JFYI: I've found some more issues while hamerring this more. Please
ignore this and the follow up patch for now. If others are OK with the
cleanups preceding this patch I will repost with the changes based on
the feedback so far and let them merge into mm tree before I settle
with this much more tricky part.

On Wed 08-07-15 14:27:51, Michal Hocko wrote:
> From: Michal Hocko <mho...@suse.cz>
> 
> mm_struct::owner keeps track of the task which is in charge for the
> specific mm. This is usually the thread group leader of the process but
> there are exotic cases where this doesn't hold.
> 
> The most prominent one is when separate tasks (not in the same thread
> group) share the address space (by using clone with CLONE_VM without
> CLONE_THREAD). The first task will be the owner until it exits.
> mm_update_next_owner will then try to find a new owner - a task which
> points to the same mm_struct. There is no guarantee a new owner will
> be a thread group leader though because the leader for that thread
> group might have exited. Even though such a thread will be still around
> waiting for the remaining threads from its group, it's mm will be NULL
> so it cannot be chosen.
> 
> cgroup migration code, however assumes only group leaders when migrating
> via cgroup.procs (which will be the only mode in the unified hierarchy
> API) while mem_cgroup_can_attach considers only those tasks which are
> owner of the mm. So we might end up with tasks which cannot be migrated.

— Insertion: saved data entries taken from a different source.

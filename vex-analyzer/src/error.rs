use thiserror::Error;
use vex_diagnostics::Span;
use vex_symbols::SymbolError;
use vex_types::TypeError;

/// One non-fatal analysis failure, carrying enough to render a diagnostic.
/// The analyzer never stops walking the tree on these — it records them and
/// continues, so an IDE-style host still gets types/resolutions for the
/// parts of the program that do check out (spec.md §7).
#[derive(Debug, Clone, Error)]
pub enum AnalysisError {
    #[error("{0}")]
    Type(#[from] TypeError),
    #[error("{0}")]
    Symbol(#[from] SymbolError),
    #[error("non-exhaustive match: missing {missing:?}")]
    NonExhaustiveMatch { missing: Vec<String> },
    #[error("unsupported pattern in assignment")]
    RefutablePatternInAssignment,
    #[error("unknown type `{0}`")]
    UnknownType(String),
    #[error("`{0}` is not a trait")]
    NotATrait(String),
    #[error("wrong number of arguments: expected {expected}, found {found}")]
    Arity { expected: usize, found: usize },
}

#[derive(Debug, Clone)]
pub struct Located {
    pub error: AnalysisError,
    pub span: Span,
}
//! Lowers a `TypedPattern` to test-then-bind bytecode (spec.md §4.6),
//! driven directly off `TypedPatternKind` now that it mirrors the untyped
//! pattern shape (see `vex-analyzer`'s grounding notes in `DESIGN.md`).
//!
//! Two separate passes rather than one interleaved one:
//!
//! - [`compile_test`]: given a value already on top of stack, consumes it
//!   and pushes exactly one boolean — never binds anything, never leaves
//!   stray temporaries behind regardless of where inside the pattern it
//!   short-circuits. This makes every failure jump land at one predictable
//!   stack depth no matter which sub-pattern rejected the value.
//! - [`compile_bind`]: run only once the whole pattern's test has already
//!   succeeded; re-walks the same structure, this time declaring a local
//!   for every identifier and discarding everything else.
//!
//! Running the walk twice re-derives each projected sub-value rather than
//! caching it from the test pass, trading a little redundant projection
//! work for not having to reconcile two different traversal orders'
//! worth of stack bookkeeping.

use vex_analyzer::{TypedExpr, TypedExprKind, TypedPattern, TypedPatternKind};
use vex_bytecode::{Constant, Instruction};

use super::error::CompileError;
use super::scope::{emit_jump, patch_jump, FunctionScope};

pub(super) fn literal_constant(expr: &TypedExpr) -> Result<Constant, CompileError> {
    Ok(match &expr.kind {
        TypedExprKind::IntLiteral(i) => Constant::Integer(*i),
        TypedExprKind::BigIntLiteral(s) => {
            Constant::BigInt(s.parse().map_err(|_| CompileError::AmbiguousInstantiation(s.clone()))?)
        }
        TypedExprKind::FloatLiteral(f) => Constant::Float(*f),
        TypedExprKind::StringLiteral(s) => Constant::Str(s.clone()),
        TypedExprKind::BoolLiteral(b) => Constant::Boolean(*b),
        TypedExprKind::CharLiteral(c) => Constant::Char(*c),
        TypedExprKind::Nil => Constant::Nil,
        other => return Err(CompileError::AmbiguousInstantiation(format!("{other:?} is not a pattern literal"))),
    })
}

/// Runs `per_item(i)` once per `0..count`, each time with exactly one copy
/// of the tested value on top of stack (consumed by `per_item`, which must
/// push exactly one boolean back), AND-combining the results with
/// short-circuit control flow so a failing test never evaluates a
/// projection that assumes an earlier test already passed.
fn compile_and_chain(
    scope: &mut FunctionScope,
    count: usize,
    line: usize,
    mut per_item: impl FnMut(&mut FunctionScope, usize) -> Result<(), CompileError>,
) -> Result<(), CompileError> {
    if count == 0 {
        scope.chunk.emit(Instruction::Pop, line);
        scope.chunk.emit(Instruction::True, line);
        return Ok(());
    }
    let mut short_circuit = Vec::new();
    for i in 0..count {
        if i + 1 < count {
            scope.chunk.emit(Instruction::Dup, line);
        }
        per_item(scope, i)?;
        if i + 1 < count {
            short_circuit.push(emit_jump(&mut scope.chunk, true, line));
        }
    }
    let skip_false = emit_jump(&mut scope.chunk, false, line);
    for idx in short_circuit {
        patch_jump(&mut scope.chunk, idx);
    }
    // A short-circuit landed here before all `count` copies were consumed;
    // exactly one untested copy is always left over at this point.
    scope.chunk.emit(Instruction::Pop, line);
    scope.chunk.emit(Instruction::False, line);
    patch_jump(&mut scope.chunk, skip_false);
    Ok(())
}

fn compile_or_chain(scope: &mut FunctionScope, subs: &[TypedPattern], line: usize) -> Result<(), CompileError> {
    let count = subs.len();
    if count == 0 {
        scope.chunk.emit(Instruction::Pop, line);
        scope.chunk.emit(Instruction::False, line);
        return Ok(());
    }
    let mut success = Vec::new();
    for (i, alt) in subs.iter().enumerate() {
        if i + 1 < count {
            scope.chunk.emit(Instruction::Dup, line);
        }
        compile_test(scope, alt, line)?;
        if i + 1 < count {
            scope.chunk.emit(Instruction::Not, line);
            success.push(emit_jump(&mut scope.chunk, true, line));
        }
    }
    let skip_true = emit_jump(&mut scope.chunk, false, line);
    for idx in success {
        patch_jump(&mut scope.chunk, idx);
    }
    scope.chunk.emit(Instruction::Pop, line);
    scope.chunk.emit(Instruction::True, line);
    patch_jump(&mut scope.chunk, skip_true);
    Ok(())
}

/// Consumes the value on top of stack, pushing exactly one boolean.
pub(super) fn compile_test(scope: &mut FunctionScope, pattern: &TypedPattern, line: usize) -> Result<(), CompileError> {
    match &pattern.kind {
        TypedPatternKind::Wildcard | TypedPatternKind::Ident(_) => {
            scope.chunk.emit(Instruction::Pop, line);
            scope.chunk.emit(Instruction::True, line);
        }
        TypedPatternKind::Literal(expr) => {
            let constant = literal_constant(expr)?;
            let idx = scope.chunk.add_constant(constant);
            scope.chunk.emit(Instruction::TestLiteral(idx), line);
            scope.chunk.emit(Instruction::PopBelow { depth: 1 }, line);
        }
        TypedPatternKind::Tuple(subs) => {
            compile_and_chain(scope, subs.len(), line, |scope, i| {
                scope.chunk.emit(Instruction::GetTupleElem(i as u16), line);
                compile_test(scope, &subs[i], line)
            })?;
        }
        TypedPatternKind::Struct { fields, .. } | TypedPatternKind::Record { fields, .. } => {
            compile_and_chain(scope, fields.len(), line, |scope, i| {
                let (name, sub) = &fields[i];
                let idx = scope.chunk.add_constant(Constant::Str(name.clone()));
                scope.chunk.emit(Instruction::GetField(idx), line);
                compile_test(scope, sub, line)
            })?;
        }
        TypedPatternKind::Enum { variant, data, .. } => {
            let variant_name = variant.clone();
            compile_and_chain(scope, 1 + data.len(), line, |scope, i| {
                if i == 0 {
                    let idx = scope.chunk.add_constant(Constant::Str(variant_name.clone()));
                    scope.chunk.emit(Instruction::TestConstructor(idx), line);
                    scope.chunk.emit(Instruction::PopBelow { depth: 1 }, line);
                    Ok(())
                } else {
                    scope.chunk.emit(Instruction::GetTupleElem((i - 1) as u16), line);
                    compile_test(scope, &data[i - 1], line)
                }
            })?;
        }
        TypedPatternKind::Array { elements, .. } => {
            // A list shorter than `elements` raises a host-level index
            // fault rather than falling through to the next arm; see
            // DESIGN.md for why this is an accepted simplification.
            compile_and_chain(scope, elements.len(), line, |scope, i| {
                scope.chunk.emit(Instruction::GetListElem(i as u16), line);
                compile_test(scope, &elements[i], line)
            })?;
        }
        TypedPatternKind::Or(subs) => compile_or_chain(scope, subs, line)?,
    }
    Ok(())
}

/// Consumes the value on top of stack, declaring a local for every
/// identifier the pattern binds. Only called once the matching
/// `compile_test` has already succeeded.
pub(super) fn compile_bind(scope: &mut FunctionScope, pattern: &TypedPattern, line: usize) -> Result<(), CompileError> {
    match &pattern.kind {
        TypedPatternKind::Wildcard | TypedPatternKind::Literal(_) | TypedPatternKind::Or(_) => {
            scope.chunk.emit(Instruction::Pop, line);
        }
        TypedPatternKind::Ident(name) => {
            scope.declare_local(name.clone())?;
        }
        TypedPatternKind::Tuple(subs) => bind_projected(scope, subs.len(), line, |scope, i| {
            scope.chunk.emit(Instruction::GetTupleElem(i as u16), line);
            compile_bind(scope, &subs[i], line)
        })?,
        TypedPatternKind::Struct { fields, .. } | TypedPatternKind::Record { fields, .. } => {
            bind_projected(scope, fields.len(), line, |scope, i| {
                let (name, sub) = &fields[i];
                let idx = scope.chunk.add_constant(Constant::Str(name.clone()));
                scope.chunk.emit(Instruction::GetField(idx), line);
                compile_bind(scope, sub, line)
            })?
        }
        TypedPatternKind::Enum { data, .. } => bind_projected(scope, data.len(), line, |scope, i| {
            scope.chunk.emit(Instruction::GetTupleElem(i as u16), line);
            compile_bind(scope, &data[i], line)
        })?,
        TypedPatternKind::Array { elements, .. } => bind_projected(scope, elements.len(), line, |scope, i| {
            scope.chunk.emit(Instruction::GetListElem(i as u16), line);
            compile_bind(scope, &elements[i], line)
        })?,
    }
    Ok(())
}

fn bind_projected(
    scope: &mut FunctionScope,
    count: usize,
    line: usize,
    mut per_item: impl FnMut(&mut FunctionScope, usize) -> Result<(), CompileError>,
) -> Result<(), CompileError> {
    if count == 0 {
        scope.chunk.emit(Instruction::Pop, line);
        return Ok(());
    }
    for i in 0..count {
        if i + 1 < count {
            scope.chunk.emit(Instruction::Dup, line);
        }
        per_item(scope, i)?;
    }
    Ok(())
}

> mm_update_next_owner could be tweaked to try harder and use a group
> leader whenever possible but this will never be 100% because all the
> leaders might be dead. It seems that getting rid of the mm->owner sounds
> like a better and less hacky option.
> 
> The whole concept of the mm owner is a bit artificial and too tricky to
> get right. All the memcg code needs is to find struct mem_cgroup from
> a given mm_struct and there are only two events when the association
> is either built or changed
>       - a new mm is created - dup_mmm resp exec_mmap - when the memcg
>         is inherited from the oldmm
>       - task associated with the mm is moved to another memcg
> So it is much more easier to bind mm_struct with the mem_cgroup directly
> rather than indirectly via a task. This is exactly what this patch does.
> 
> mm_inherit_memcg and mm_drop_memcg are exported for the core kernel
> to bind an old memcg during dup_mm (fork) resp. exec_mmap (exec) and
> releasing that memcg in mmput after the last reference is dropped and no
> task sees the mm anymore. We have to be careful and take a reference to
> the memcg->css so that it doesn't vanish from under our feet.
> 
> The only remaining part is to catch task migration and change the
> association. This is done in mem_cgroup_move_task before charges get
> moved because mem_cgroup_can_attach is too early and other controllers
> might fail and we would have to handle the rollback.
> 
> mm->memcg conforms to standard mem_cgroup locking rules. It has to be
> used inside rcu_read_{un}lock() and a reference has to be taken before the
> unlock if the memcg is supposed to be used outside.
> 
> Finally mem_cgroup_can_attach will allow task migration only for the
> thread group leaders to conform with cgroup core requirements.
> 
> Please note that this patch introduces a USER VISIBLE CHANGE OF BEHAVIOR.
> Without mm->owner _all_ tasks (group leaders to be precise) associated
> with the mm_struct would initiate memcg migration while previously
> only owner of the mm_struct could do that. The original behavior was
> awkward though because the user task didn't have any means to find out
> the current owner (esp. after mm_update_next_owner) so the migration
> behavior was not well defined in general.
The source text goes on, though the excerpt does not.